On November 2, 2022, the SEC adopted final form and rule amendments that (1) expand the proxy voting information that registered investment funds report on Form N‑PX under the Investment Company Act; and (2) require institutional investment managers that file Form 13F reports to begin reporting annually on Form N‑PX how they voted proxies relating to shareholder advisory votes on executive compensation matters. Reporting persons are now required to:

  • Categorize each proxy voting matter by type;
  • Disclose the number of shares that were loaned and not recalled;
  • Report information using specific data language;
  • Identify proxy voting matters using the same language and order as on the issuer's form of proxy; and
  • Disclose the number of shares voted and how those shares were voted.

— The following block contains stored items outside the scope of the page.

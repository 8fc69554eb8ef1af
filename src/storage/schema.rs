use anyhow::Result;
use sqlx::{
    sqlite::{SqliteConnectOptions, SqlitePoolOptions},
    SqlitePool,
};
use std::str::FromStr;
use std::time::Duration;

use super::types::DatabaseError;

// ============================================================================
// Database
// ============================================================================

/// SQLite-backed persistent store shared by every tab on this machine.
#[derive(Clone)]
pub struct Database {
    pub(crate) pool: SqlitePool,
}

impl Database {
    /// Open a database connection and run migrations
    ///
    /// # Errors
    ///
    /// Returns `DatabaseError::Locked` if the database file is held by another
    /// writer past the busy timeout, `DatabaseError::Other` otherwise.
    pub async fn open(path: &str) -> Result<Self, DatabaseError> {
        let url = format!("sqlite:{}?mode=rwc", path);

        // Pre-create the file user-only so there is no window with umask permissions
        #[cfg(unix)]
        if path != ":memory:" {
            use std::os::unix::fs::OpenOptionsExt;
            let db_path = std::path::Path::new(path);
            if !db_path.exists() {
                if let Some(parent) = db_path.parent().filter(|p| p.exists()) {
                    tracing::debug!(path = %parent.display(), "Creating state database");
                    let _file = std::fs::OpenOptions::new()
                        .write(true)
                        .create_new(true)
                        .mode(0o600)
                        .open(db_path)
                        .ok(); // If creation fails, SQLite will report the error at connect_with.
                }
            }
        }

        // busy_timeout=5000: several tabs write to the same file, wait for the lock
        // instead of failing immediately with SQLITE_BUSY.
        let options = SqliteConnectOptions::from_str(&url)
            .map_err(DatabaseError::from_sqlx)?
            .pragma("busy_timeout", "5000");
        // Each connection to :memory: is a separate database
        let max_connections = if path == ":memory:" { 1 } else { 5 };
        let pool = SqlitePoolOptions::new()
            .max_connections(max_connections)
            .acquire_timeout(Duration::from_secs(10))
            .connect_with(options)
            .await
            .map_err(DatabaseError::from_sqlx)?;

        let db = Self { pool };
        db.migrate()
            .await
            .map_err(|e| DatabaseError::Migration(e.to_string()))?;
        Ok(db)
    }

    /// Run migrations inside a single transaction. All statements are idempotent.
    async fn migrate(&self) -> Result<()> {
        let mut tx = self.pool.begin().await?;

        sqlx::query(
            r#"
            CREATE TABLE IF NOT EXISTS kv_store (
                key TEXT PRIMARY KEY NOT NULL,
                value TEXT NOT NULL,
                updated_at TEXT NOT NULL DEFAULT (datetime('now'))
            )
        "#,
        )
        .execute(&mut *tx)
        .await?;

        tx.commit().await?;
        Ok(())
    }
}

#[cfg(test)]
mod tests {
    use super::*;

    #[tokio::test]
    async fn test_open_in_memory_and_migrate_twice() {
        let db = Database::open(":memory:").await.unwrap();
        // Re-running migrations is a no-op
        db.migrate().await.unwrap();

        let row: (i64,) = sqlx::query_as(
            "SELECT COUNT(*) FROM sqlite_master WHERE type = 'table' AND name = 'kv_store'",
        )
        .fetch_one(&db.pool)
        .await
        .unwrap();
        assert_eq!(row.0, 1);
    }

    #[tokio::test]
    async fn test_open_file_database() {
        let dir = std::env::temp_dir().join(format!("newsync_db_test_{}", std::process::id()));
        std::fs::create_dir_all(&dir).unwrap();
        let path = dir.join("state.db");

        let db = Database::open(path.to_str().unwrap()).await.unwrap();
        drop(db);
        assert!(path.exists());

        std::fs::remove_dir_all(&dir).ok();
    }
}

The final amendments will permit joint reporting by affiliated managers and managers on say‑on‑pay votes on Form N‑PX and will offer the opportunities for increased levels of confidentiality for managers. The SEC is delaying the effective date of the final amendments until July 2024 in order for reporting persons to have time to properly prepare.


Retirement Plan Compliance Deadlines and Reminders

Year‑End SECURE Act Deadline

December 31, 2022, remains the deadline for Code section 403(b) plans and governmental Code section 457(b) plans to make necessary amendments under the SECURE Act. Absent future guidance from the IRS, these plans must be amended by the end of this year to incorporate the SECURE Act's changes to required minimum distribution provisions.

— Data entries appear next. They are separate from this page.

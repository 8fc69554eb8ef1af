//! Paginated article cache.
//!
//! [`QueryEngine`] keeps one entry per [`QueryKey`] holding the pages loaded so
//! far. Views mount an [`InfiniteQuery`] and read flattened [`QueryState`]s from
//! it; stale entries are served immediately and refreshed in the background.

mod engine;
mod key;

pub use engine::{InfiniteQuery, QueryConfig, QueryEngine, QueryState, QueryStatus, Refetches};
pub use key::{PageMode, QueryKey, NEWS_NAMESPACE};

New Withholding Rules and Forms for Retirement Plan Distributions

Effective January 1, 2023, plan sponsors must start using the new Form W 4R and revamped Form W 4P. Plan sponsors are also required to calculate withholding on annuity payments based on the new tables.

Temporary Relief from the Physical Presence Requirement Is Scheduled to Expire After December 31, 2022

Under Notice 2022-27, the IRS extended the temporary relief from the requirement that participant elections under qualified plans be witnessed in the physical presence of a notary or plan representative to December 31, 2022. Notice 2020-42 allowed plan representatives to witness participant elections through an electronic system that relied on live audio-video conferencing technology (e.g., Zoom) as long as it satisfied certain requirements. Absent further extension, the physical presence requirement for such elections will be in effect again as of January 1, 2023.

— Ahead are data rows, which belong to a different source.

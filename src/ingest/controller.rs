use futures::StreamExt;
use std::collections::HashSet;
use std::sync::{Arc, Mutex, MutexGuard, PoisonError};
use tokio::sync::mpsc;
use tokio_util::sync::CancellationToken;

use super::backoff::{BackoffPolicy, ExponentialBackoff};
use crate::api::{
    ApiError, Article, EventStream, NewsBackend, ProgressEvent, StreamEvent, StreamRequest,
    StreamSummary,
};

// ============================================================================
// Public types
// ============================================================================

#[derive(Debug, Clone, Copy, Default, PartialEq, Eq)]
pub enum StreamStatus {
    #[default]
    Idle,
    Starting,
    Loading,
    /// Waiting before retry number `n` (1-based).
    Retrying(u32),
    Complete,
    Error,
    Cancelled,
}

impl StreamStatus {
    /// Whether a session is in flight.
    pub fn is_active(&self) -> bool {
        matches!(
            self,
            StreamStatus::Starting | StreamStatus::Loading | StreamStatus::Retrying(_)
        )
    }
}

impl std::fmt::Display for StreamStatus {
    fn fmt(&self, f: &mut std::fmt::Formatter<'_>) -> std::fmt::Result {
        match self {
            StreamStatus::Idle => f.write_str("idle"),
            StreamStatus::Starting => f.write_str("starting"),
            StreamStatus::Loading => f.write_str("loading"),
            StreamStatus::Retrying(n) => write!(f, "retrying-{n}"),
            StreamStatus::Complete => f.write_str("complete"),
            StreamStatus::Error => f.write_str("error"),
            StreamStatus::Cancelled => f.write_str("cancelled"),
        }
    }
}

/// Aggregate progress across sources. Never decreases within a session.
#[derive(Debug, Clone, Default, PartialEq)]
pub struct StreamProgress {
    pub completed: usize,
    pub total: usize,
    pub percentage: u8,
    pub message: Option<String>,
}

impl StreamProgress {
    /// Fold a raw progress event in, keeping counters monotonic.
    fn advance(&mut self, event: ProgressEvent) {
        self.completed = self.completed.max(event.completed);
        self.total = self.total.max(event.total);
        let percentage = if self.total == 0 {
            0
        } else {
            (self.completed.min(self.total) * 100 / self.total) as u8
        };
        self.percentage = self.percentage.max(percentage);
        if event.message.is_some() {
            self.message = event.message;
        }
    }
}

/// Updates delivered to the caller of [`StreamController::start`], in order.
#[derive(Debug, Clone, PartialEq)]
pub enum StreamUpdate {
    Status(StreamStatus),
    Progress(StreamProgress),
    /// A source finished. Carries the full accumulated article list.
    Articles {
        source: String,
        articles: Arc<Vec<Article>>,
    },
    SourceFailed {
        source: String,
        error: String,
    },
    /// Always the last update of a session.
    Finished(StreamOutcome),
}

/// Terminal result of a session. Partial results survive errors and cancellation.
#[derive(Debug, Clone, PartialEq)]
pub struct StreamOutcome {
    pub status: StreamStatus,
    pub articles: Arc<Vec<Article>>,
    pub sources: Vec<String>,
    pub errors: Vec<String>,
    pub stream_id: Option<String>,
    pub error: Option<String>,
}

#[derive(Debug, Clone, Default, PartialEq)]
pub struct StreamSnapshot {
    pub status: StreamStatus,
    pub progress: StreamProgress,
    pub articles: Arc<Vec<Article>>,
    /// Sources that completed, in first-completion order.
    pub sources: Vec<String>,
    pub errors: Vec<String>,
    pub retry_count: u32,
    pub stream_id: Option<String>,
    pub last_error: Option<String>,
}

impl StreamSnapshot {
    fn outcome(&self) -> StreamOutcome {
        StreamOutcome {
            status: self.status,
            articles: Arc::clone(&self.articles),
            sources: self.sources.clone(),
            errors: self.errors.clone(),
            stream_id: self.stream_id.clone(),
            error: self.last_error.clone(),
        }
    }
}

// ============================================================================
// Controller
// ============================================================================

#[derive(Default)]
struct ControllerState {
    /// Incremented per start; tasks from older sessions may not touch the snapshot.
    session: u64,
    cancel: Option<CancellationToken>,
    snapshot: StreamSnapshot,
    seen_urls: HashSet<String>,
}

struct ControllerInner {
    backend: Arc<dyn NewsBackend>,
    policy: Arc<dyn BackoffPolicy>,
    state: Mutex<ControllerState>,
}

impl ControllerInner {
    fn lock(&self) -> MutexGuard<'_, ControllerState> {
        self.state.lock().unwrap_or_else(PoisonError::into_inner)
    }
}

/// Drives one multi-source streaming fetch at a time.
#[derive(Clone)]
pub struct StreamController {
    inner: Arc<ControllerInner>,
}

impl StreamController {
    pub fn new(backend: Arc<dyn NewsBackend>) -> Self {
        Self::with_policy(backend, Arc::new(ExponentialBackoff::default()))
    }

    pub fn with_policy(backend: Arc<dyn NewsBackend>, policy: Arc<dyn BackoffPolicy>) -> Self {
        Self {
            inner: Arc::new(ControllerInner {
                backend,
                policy,
                state: Mutex::new(ControllerState::default()),
            }),
        }
    }

    /// Start a session and return its update channel.
    ///
    /// Returns `None` while another session is in flight. Must be called within a
    /// Tokio runtime.
    pub fn start(&self, request: StreamRequest) -> Option<mpsc::UnboundedReceiver<StreamUpdate>> {
        let mut state = self.inner.lock();
        if state.snapshot.status.is_active() {
            tracing::info!(status = %state.snapshot.status, "Stream already in flight, ignoring start");
            return None;
        }

        if let Some(previous) = state.cancel.take() {
            previous.cancel();
        }
        let token = CancellationToken::new();
        state.cancel = Some(token.clone());
        state.session += 1;
        state.snapshot = StreamSnapshot {
            status: StreamStatus::Starting,
            ..Default::default()
        };
        state.seen_urls.clear();

        let (tx, rx) = mpsc::unbounded_channel();
        let _ = tx.send(StreamUpdate::Status(StreamStatus::Starting));

        tracing::info!(
            session = state.session,
            use_cache = request.use_cache,
            category = ?request.category,
            "Starting news stream"
        );

        let session = Session {
            inner: Arc::clone(&self.inner),
            id: state.session,
            token,
            tx,
        };
        tokio::spawn(session.run(request));
        Some(rx)
    }

    /// Abort the current session. No further progress or article updates are sent.
    pub fn cancel(&self) {
        let mut state = self.inner.lock();
        if let Some(token) = state.cancel.take() {
            token.cancel();
        }
        if state.snapshot.status.is_active() {
            tracing::info!(session = state.session, "News stream cancelled");
            state.snapshot.status = StreamStatus::Cancelled;
        }
    }

    /// Cancel and clear everything back to idle.
    pub fn reset(&self) {
        let mut state = self.inner.lock();
        if let Some(token) = state.cancel.take() {
            token.cancel();
        }
        state.session += 1;
        state.snapshot = StreamSnapshot::default();
        state.seen_urls.clear();
    }

    pub fn snapshot(&self) -> StreamSnapshot {
        self.inner.lock().snapshot.clone()
    }

    pub fn status(&self) -> StreamStatus {
        self.inner.lock().snapshot.status
    }
}

// ============================================================================
// Session task
// ============================================================================

enum Attempt {
    Completed(StreamSummary),
    Failed(ApiError),
    Cancelled,
}

struct Session {
    inner: Arc<ControllerInner>,
    id: u64,
    token: CancellationToken,
    tx: mpsc::UnboundedSender<StreamUpdate>,
}

impl Session {
    async fn run(self, request: StreamRequest) {
        let policy = Arc::clone(&self.inner.policy);
        let mut retry: u32 = 0;

        let status = loop {
            match self.attempt(&request).await {
                Attempt::Completed(summary) => {
                    self.complete(summary);
                    break StreamStatus::Complete;
                }
                Attempt::Cancelled => break StreamStatus::Cancelled,
                Attempt::Failed(e) => {
                    if self.token.is_cancelled() {
                        break StreamStatus::Cancelled;
                    }
                    self.record_error(&e);

                    if !e.is_retryable() || retry >= policy.max_retries() {
                        tracing::error!(
                            session = self.id,
                            error = %e,
                            retries = retry,
                            "News stream failed"
                        );
                        break StreamStatus::Error;
                    }

                    let delay = policy.delay(retry);
                    retry += 1;
                    tracing::warn!(
                        session = self.id,
                        error = %e,
                        retry,
                        delay_ms = delay.as_millis() as u64,
                        "News stream failed, retrying after delay"
                    );
                    self.emit(|state| {
                        state.snapshot.status = StreamStatus::Retrying(retry);
                        state.snapshot.retry_count = retry;
                        vec![StreamUpdate::Status(StreamStatus::Retrying(retry))]
                    });

                    tokio::select! {
                        biased;
                        _ = self.token.cancelled() => break StreamStatus::Cancelled,
                        _ = tokio::time::sleep(delay) => {}
                    }
                }
            }
        };

        self.finish(status);
    }

    /// One connection to the streaming endpoint, until it completes or fails.
    async fn attempt(&self, request: &StreamRequest) -> Attempt {
        let connect = self.inner.backend.stream_news(request);
        let mut events: EventStream<StreamEvent> = tokio::select! {
            biased;
            _ = self.token.cancelled() => return Attempt::Cancelled,
            result = connect => match result {
                Ok(events) => events,
                Err(e) => return Attempt::Failed(e),
            },
        };

        loop {
            let next = tokio::select! {
                biased;
                _ = self.token.cancelled() => return Attempt::Cancelled,
                next = events.next() => next,
            };

            match next {
                None => return Attempt::Failed(ApiError::StreamClosed),
                Some(Err(e)) => return Attempt::Failed(e),
                Some(Ok(StreamEvent::Progress(event))) => self.progress(event),
                Some(Ok(StreamEvent::SourceComplete { source, articles })) => {
                    self.source_complete(source, articles)
                }
                Some(Ok(StreamEvent::SourceError { source, error })) => {
                    tracing::warn!(session = self.id, source = %source, error = %error, "Source failed");
                    self.emit(|state| {
                        state.snapshot.errors.push(format!("{source}: {error}"));
                        vec![StreamUpdate::SourceFailed { source, error }]
                    });
                }
                Some(Ok(StreamEvent::Done(summary))) => return Attempt::Completed(summary),
            }
        }
    }

    fn progress(&self, event: ProgressEvent) {
        self.emit(|state| {
            let mut updates = Vec::with_capacity(2);
            if state.snapshot.status != StreamStatus::Loading {
                state.snapshot.status = StreamStatus::Loading;
                updates.push(StreamUpdate::Status(StreamStatus::Loading));
            }
            state.snapshot.progress.advance(event);
            updates.push(StreamUpdate::Progress(state.snapshot.progress.clone()));
            updates
        });
    }

    fn source_complete(&self, source: String, articles: Vec<Article>) {
        tracing::debug!(session = self.id, source = %source, count = articles.len(), "Source complete");
        self.emit(|state| {
            merge_articles(state, articles);
            if !state.snapshot.sources.contains(&source) {
                state.snapshot.sources.push(source.clone());
            }
            vec![StreamUpdate::Articles {
                source,
                articles: Arc::clone(&state.snapshot.articles),
            }]
        });
    }

    fn complete(&self, summary: StreamSummary) {
        self.emit(|state| {
            merge_articles(state, summary.articles);
            for source in summary.sources {
                if !state.snapshot.sources.contains(&source) {
                    state.snapshot.sources.push(source);
                }
            }
            for error in summary.errors {
                if !state.snapshot.errors.contains(&error) {
                    state.snapshot.errors.push(error);
                }
            }
            state.snapshot.stream_id = summary.stream_id;
            state.snapshot.retry_count = 0;
            state.snapshot.last_error = None;
            Vec::new()
        });
    }

    fn record_error(&self, error: &ApiError) {
        let message = error.to_string();
        self.emit(|state| {
            state.snapshot.last_error = Some(message);
            Vec::new()
        });
    }

    /// Apply `f` and send its updates, unless this session was cancelled or replaced.
    ///
    /// The check and the sends happen under the controller lock, so nothing is
    /// sent once `cancel` has returned.
    fn emit<F>(&self, f: F)
    where
        F: FnOnce(&mut ControllerState) -> Vec<StreamUpdate>,
    {
        let mut state = self.inner.lock();
        if state.session != self.id || self.token.is_cancelled() {
            return;
        }
        for update in f(&mut state) {
            let _ = self.tx.send(update);
        }
    }

    fn finish(self, status: StreamStatus) {
        let mut state = self.inner.lock();
        // A cancel that lands after the last attempt still wins
        let status = if self.token.is_cancelled() {
            StreamStatus::Cancelled
        } else {
            status
        };
        let current = state.session == self.id;

        let outcome = if current {
            state.snapshot.status = status;
            if status != StreamStatus::Cancelled {
                state.cancel = None;
            }
            state.snapshot.outcome()
        } else {
            StreamOutcome {
                status,
                articles: Arc::new(Vec::new()),
                sources: Vec::new(),
                errors: Vec::new(),
                stream_id: None,
                error: None,
            }
        };

        tracing::info!(
            session = self.id,
            status = %status,
            articles = outcome.articles.len(),
            sources = outcome.sources.len(),
            "News stream finished"
        );

        let _ = self.tx.send(StreamUpdate::Status(status));
        let _ = self.tx.send(StreamUpdate::Finished(outcome));
    }
}

/// Append articles whose URL has not been seen in this session.
fn merge_articles(state: &mut ControllerState, articles: Vec<Article>) {
    let fresh: Vec<Article> = articles
        .into_iter()
        .filter(|article| state.seen_urls.insert(article.url.clone()))
        .collect();
    if !fresh.is_empty() {
        Arc::make_mut(&mut state.snapshot.articles).extend(fresh);
    }
}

Health Plan Compliance Deadlines and Reminders

Prescription Drug Data Reports for 2020 and 2021

These reports are required under the Consolidated Appropriations Act, 2021, and must be filed by December 27, 2022. Detailed reporting instructions are available on the Centers for Medicare and Medicaid Services website and may be downloaded here.

Cafeteria Plan Amendment Deadline

The Consolidated Appropriations Act, 2022 (CAA) permitted plan sponsors to promptly implement certain mid‑year changes to their cafeteria plans during the 2020 and/or 2021 plan years without first having to adopt plan amendments. Employers that implemented such relief are required to adopt certain retroactive plan amendments by December 31, 2022.